═════ Recorded data ═════

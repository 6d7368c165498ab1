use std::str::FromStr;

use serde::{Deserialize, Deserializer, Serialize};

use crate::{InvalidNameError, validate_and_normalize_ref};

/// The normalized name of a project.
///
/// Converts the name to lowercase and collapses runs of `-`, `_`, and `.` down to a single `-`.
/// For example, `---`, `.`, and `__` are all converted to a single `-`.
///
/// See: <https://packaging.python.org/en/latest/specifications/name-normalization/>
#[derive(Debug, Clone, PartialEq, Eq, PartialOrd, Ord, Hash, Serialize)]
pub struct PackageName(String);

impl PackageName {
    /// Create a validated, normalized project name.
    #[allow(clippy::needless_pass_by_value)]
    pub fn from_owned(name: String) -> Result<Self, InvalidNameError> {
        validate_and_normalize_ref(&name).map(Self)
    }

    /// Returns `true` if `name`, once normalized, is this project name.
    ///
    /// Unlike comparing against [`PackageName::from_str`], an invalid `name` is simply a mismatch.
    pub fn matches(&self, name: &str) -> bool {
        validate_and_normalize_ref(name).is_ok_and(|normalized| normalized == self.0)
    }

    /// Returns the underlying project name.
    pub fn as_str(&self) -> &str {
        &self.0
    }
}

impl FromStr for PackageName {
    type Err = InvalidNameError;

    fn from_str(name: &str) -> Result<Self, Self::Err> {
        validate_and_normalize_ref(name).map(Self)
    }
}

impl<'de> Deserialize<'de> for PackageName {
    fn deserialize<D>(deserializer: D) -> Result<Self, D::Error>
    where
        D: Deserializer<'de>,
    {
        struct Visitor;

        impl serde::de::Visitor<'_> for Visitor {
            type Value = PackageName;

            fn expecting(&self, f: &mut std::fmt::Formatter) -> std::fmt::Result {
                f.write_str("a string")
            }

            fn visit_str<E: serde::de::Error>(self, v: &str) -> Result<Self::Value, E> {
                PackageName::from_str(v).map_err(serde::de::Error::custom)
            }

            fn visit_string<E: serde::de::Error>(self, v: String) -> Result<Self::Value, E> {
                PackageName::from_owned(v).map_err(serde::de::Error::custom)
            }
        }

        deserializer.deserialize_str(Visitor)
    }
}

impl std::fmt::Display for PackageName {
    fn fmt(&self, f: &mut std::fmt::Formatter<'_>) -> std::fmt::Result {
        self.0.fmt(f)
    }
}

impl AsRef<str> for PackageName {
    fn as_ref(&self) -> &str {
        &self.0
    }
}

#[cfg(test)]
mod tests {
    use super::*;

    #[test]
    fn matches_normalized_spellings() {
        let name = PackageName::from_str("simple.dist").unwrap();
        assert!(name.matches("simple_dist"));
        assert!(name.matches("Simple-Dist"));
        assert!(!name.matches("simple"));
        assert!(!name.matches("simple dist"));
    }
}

═════
═════ Recorded data ═════

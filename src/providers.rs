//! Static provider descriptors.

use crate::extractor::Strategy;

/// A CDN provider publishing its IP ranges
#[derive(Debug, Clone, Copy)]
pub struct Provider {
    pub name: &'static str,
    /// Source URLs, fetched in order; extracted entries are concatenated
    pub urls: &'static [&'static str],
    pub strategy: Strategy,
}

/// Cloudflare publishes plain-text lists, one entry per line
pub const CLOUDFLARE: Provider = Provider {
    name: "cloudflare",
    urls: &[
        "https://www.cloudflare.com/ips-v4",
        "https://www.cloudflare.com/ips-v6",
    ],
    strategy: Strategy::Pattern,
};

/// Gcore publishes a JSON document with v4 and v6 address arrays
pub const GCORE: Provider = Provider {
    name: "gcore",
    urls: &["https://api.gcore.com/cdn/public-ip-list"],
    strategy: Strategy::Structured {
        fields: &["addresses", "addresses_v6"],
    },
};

═════
═════ Recorded data ═════

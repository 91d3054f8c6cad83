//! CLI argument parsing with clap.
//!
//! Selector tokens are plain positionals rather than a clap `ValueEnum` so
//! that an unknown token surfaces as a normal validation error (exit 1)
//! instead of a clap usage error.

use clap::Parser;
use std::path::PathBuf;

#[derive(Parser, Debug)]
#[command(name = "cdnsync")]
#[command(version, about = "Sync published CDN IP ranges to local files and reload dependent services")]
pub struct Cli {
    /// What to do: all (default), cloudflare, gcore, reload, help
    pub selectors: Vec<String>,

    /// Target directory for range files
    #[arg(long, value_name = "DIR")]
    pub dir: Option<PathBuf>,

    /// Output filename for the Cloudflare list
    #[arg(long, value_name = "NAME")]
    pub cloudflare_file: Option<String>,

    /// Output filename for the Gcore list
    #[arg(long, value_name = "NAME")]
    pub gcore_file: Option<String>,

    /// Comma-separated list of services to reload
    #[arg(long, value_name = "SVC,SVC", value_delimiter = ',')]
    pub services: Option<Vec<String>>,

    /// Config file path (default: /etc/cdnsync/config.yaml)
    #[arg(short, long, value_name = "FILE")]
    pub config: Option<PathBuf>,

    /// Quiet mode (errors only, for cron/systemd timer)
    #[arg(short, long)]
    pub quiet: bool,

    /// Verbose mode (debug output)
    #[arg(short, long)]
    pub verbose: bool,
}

═════

Your task
Please state the number of lines above that hold the string "filename", with nothing else added.

Output for this exercise
3